Every line of the following records that includes "crate" should be copied.
● ● ● ● ● ● ●
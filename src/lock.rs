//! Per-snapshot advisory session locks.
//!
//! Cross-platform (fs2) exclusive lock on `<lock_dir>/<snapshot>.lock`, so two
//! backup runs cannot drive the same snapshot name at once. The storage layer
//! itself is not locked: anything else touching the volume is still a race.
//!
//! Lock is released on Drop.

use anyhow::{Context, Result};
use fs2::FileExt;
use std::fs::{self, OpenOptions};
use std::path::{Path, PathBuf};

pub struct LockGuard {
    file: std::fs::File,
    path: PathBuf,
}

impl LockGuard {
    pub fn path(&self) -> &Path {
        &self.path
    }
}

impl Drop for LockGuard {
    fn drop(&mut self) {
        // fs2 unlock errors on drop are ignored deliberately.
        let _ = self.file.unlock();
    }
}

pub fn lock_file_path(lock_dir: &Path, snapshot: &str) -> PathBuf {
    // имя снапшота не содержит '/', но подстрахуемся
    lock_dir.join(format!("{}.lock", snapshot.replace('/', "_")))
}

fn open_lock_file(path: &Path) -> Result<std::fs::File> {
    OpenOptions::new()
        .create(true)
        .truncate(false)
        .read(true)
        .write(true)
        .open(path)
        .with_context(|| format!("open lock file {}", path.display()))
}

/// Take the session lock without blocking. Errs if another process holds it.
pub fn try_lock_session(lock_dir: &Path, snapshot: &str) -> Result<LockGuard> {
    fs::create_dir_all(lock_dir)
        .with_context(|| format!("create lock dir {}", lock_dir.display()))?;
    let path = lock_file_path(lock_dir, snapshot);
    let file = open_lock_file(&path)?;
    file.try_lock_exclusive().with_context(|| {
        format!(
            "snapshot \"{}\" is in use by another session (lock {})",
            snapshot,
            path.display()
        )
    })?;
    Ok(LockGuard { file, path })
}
● ● ● ● ● ● ●
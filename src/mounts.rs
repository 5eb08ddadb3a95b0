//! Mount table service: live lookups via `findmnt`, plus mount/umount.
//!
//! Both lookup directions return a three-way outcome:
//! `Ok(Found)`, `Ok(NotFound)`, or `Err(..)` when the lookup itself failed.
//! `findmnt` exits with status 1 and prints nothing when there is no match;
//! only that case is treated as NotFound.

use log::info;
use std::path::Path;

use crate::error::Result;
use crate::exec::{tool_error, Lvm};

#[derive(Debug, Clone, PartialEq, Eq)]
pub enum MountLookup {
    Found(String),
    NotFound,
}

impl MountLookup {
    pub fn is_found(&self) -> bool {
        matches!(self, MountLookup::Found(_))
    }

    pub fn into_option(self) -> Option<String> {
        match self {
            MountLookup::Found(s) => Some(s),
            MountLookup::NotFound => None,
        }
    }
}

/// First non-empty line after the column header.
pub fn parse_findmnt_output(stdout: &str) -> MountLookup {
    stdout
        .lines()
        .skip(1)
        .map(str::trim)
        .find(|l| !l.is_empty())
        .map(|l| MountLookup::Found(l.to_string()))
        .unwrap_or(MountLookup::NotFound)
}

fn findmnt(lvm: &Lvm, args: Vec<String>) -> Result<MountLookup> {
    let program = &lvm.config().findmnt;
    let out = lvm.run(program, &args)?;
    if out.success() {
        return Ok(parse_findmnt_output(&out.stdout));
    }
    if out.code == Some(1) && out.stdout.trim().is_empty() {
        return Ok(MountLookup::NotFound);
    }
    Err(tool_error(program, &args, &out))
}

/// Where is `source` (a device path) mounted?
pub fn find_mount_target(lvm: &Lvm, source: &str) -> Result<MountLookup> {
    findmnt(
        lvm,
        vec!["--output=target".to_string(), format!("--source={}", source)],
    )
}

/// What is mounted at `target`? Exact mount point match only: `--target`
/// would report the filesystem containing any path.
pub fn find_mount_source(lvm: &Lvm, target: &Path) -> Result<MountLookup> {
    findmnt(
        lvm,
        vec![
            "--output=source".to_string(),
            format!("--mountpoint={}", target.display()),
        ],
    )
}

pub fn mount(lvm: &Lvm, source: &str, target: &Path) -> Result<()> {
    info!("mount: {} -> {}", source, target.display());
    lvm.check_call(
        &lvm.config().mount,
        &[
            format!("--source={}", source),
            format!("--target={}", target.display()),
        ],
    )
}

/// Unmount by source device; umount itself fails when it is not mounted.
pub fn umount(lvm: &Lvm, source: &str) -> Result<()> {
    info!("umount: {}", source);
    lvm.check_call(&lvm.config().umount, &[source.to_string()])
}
● ● ● ● ● ● ●
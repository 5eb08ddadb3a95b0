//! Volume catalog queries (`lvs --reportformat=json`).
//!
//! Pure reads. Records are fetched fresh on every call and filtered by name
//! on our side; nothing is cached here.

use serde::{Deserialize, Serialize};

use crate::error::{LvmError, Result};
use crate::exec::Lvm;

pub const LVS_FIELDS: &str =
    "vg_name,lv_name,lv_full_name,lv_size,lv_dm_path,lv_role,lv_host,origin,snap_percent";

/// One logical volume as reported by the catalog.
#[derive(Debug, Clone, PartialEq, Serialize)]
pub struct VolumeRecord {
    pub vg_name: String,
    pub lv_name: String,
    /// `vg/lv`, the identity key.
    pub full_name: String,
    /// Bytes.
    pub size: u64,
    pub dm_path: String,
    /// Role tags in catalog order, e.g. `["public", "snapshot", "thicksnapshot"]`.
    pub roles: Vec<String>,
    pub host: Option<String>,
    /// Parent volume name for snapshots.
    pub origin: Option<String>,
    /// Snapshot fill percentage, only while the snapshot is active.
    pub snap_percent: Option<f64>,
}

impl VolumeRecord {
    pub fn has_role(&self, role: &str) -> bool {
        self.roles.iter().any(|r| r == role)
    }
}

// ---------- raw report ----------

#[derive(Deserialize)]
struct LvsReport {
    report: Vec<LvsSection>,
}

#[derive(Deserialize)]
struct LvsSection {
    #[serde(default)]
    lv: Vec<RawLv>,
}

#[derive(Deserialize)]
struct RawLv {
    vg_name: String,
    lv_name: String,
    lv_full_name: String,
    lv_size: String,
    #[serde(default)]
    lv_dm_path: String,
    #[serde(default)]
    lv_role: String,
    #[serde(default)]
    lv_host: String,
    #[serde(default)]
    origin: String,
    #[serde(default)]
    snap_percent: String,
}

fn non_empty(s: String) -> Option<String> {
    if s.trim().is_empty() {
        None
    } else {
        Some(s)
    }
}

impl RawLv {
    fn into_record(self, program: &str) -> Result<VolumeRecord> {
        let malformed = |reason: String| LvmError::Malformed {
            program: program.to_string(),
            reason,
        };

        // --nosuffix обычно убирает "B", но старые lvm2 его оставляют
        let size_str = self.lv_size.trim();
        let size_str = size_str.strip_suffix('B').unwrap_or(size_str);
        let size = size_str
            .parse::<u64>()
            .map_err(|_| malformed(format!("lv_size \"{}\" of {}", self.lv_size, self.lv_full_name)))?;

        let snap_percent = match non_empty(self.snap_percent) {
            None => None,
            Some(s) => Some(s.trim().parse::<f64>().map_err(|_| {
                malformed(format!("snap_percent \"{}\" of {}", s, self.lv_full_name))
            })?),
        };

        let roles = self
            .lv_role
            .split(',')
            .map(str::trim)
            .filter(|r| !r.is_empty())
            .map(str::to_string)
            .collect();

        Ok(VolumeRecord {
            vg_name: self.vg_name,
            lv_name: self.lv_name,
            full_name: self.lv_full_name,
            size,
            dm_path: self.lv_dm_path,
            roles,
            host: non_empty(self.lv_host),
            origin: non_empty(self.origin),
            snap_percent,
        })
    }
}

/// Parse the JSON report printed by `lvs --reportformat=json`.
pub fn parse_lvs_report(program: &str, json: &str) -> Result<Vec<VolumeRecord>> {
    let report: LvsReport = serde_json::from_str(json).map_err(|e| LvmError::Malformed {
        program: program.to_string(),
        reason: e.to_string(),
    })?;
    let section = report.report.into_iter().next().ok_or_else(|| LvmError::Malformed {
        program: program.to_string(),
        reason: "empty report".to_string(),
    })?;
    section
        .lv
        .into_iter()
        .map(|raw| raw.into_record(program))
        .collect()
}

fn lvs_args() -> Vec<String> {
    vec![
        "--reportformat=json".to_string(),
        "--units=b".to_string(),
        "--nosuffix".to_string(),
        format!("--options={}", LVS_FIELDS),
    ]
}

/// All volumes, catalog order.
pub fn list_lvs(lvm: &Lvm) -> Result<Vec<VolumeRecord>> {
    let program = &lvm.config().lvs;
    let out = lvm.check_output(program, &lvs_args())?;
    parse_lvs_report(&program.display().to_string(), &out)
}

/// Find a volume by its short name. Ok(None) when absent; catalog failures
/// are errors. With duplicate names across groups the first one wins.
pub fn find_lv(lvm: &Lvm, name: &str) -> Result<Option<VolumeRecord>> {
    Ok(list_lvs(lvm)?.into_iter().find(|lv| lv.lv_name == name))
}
● ● ● ● ● ● ●
ANSWER FOR THIS EXERCISE →
use crate::error::Result;
use crate::exec::{tool_error, Lvm};
use crate::error::{LvmError, Result};
use crate::exec::Lvm;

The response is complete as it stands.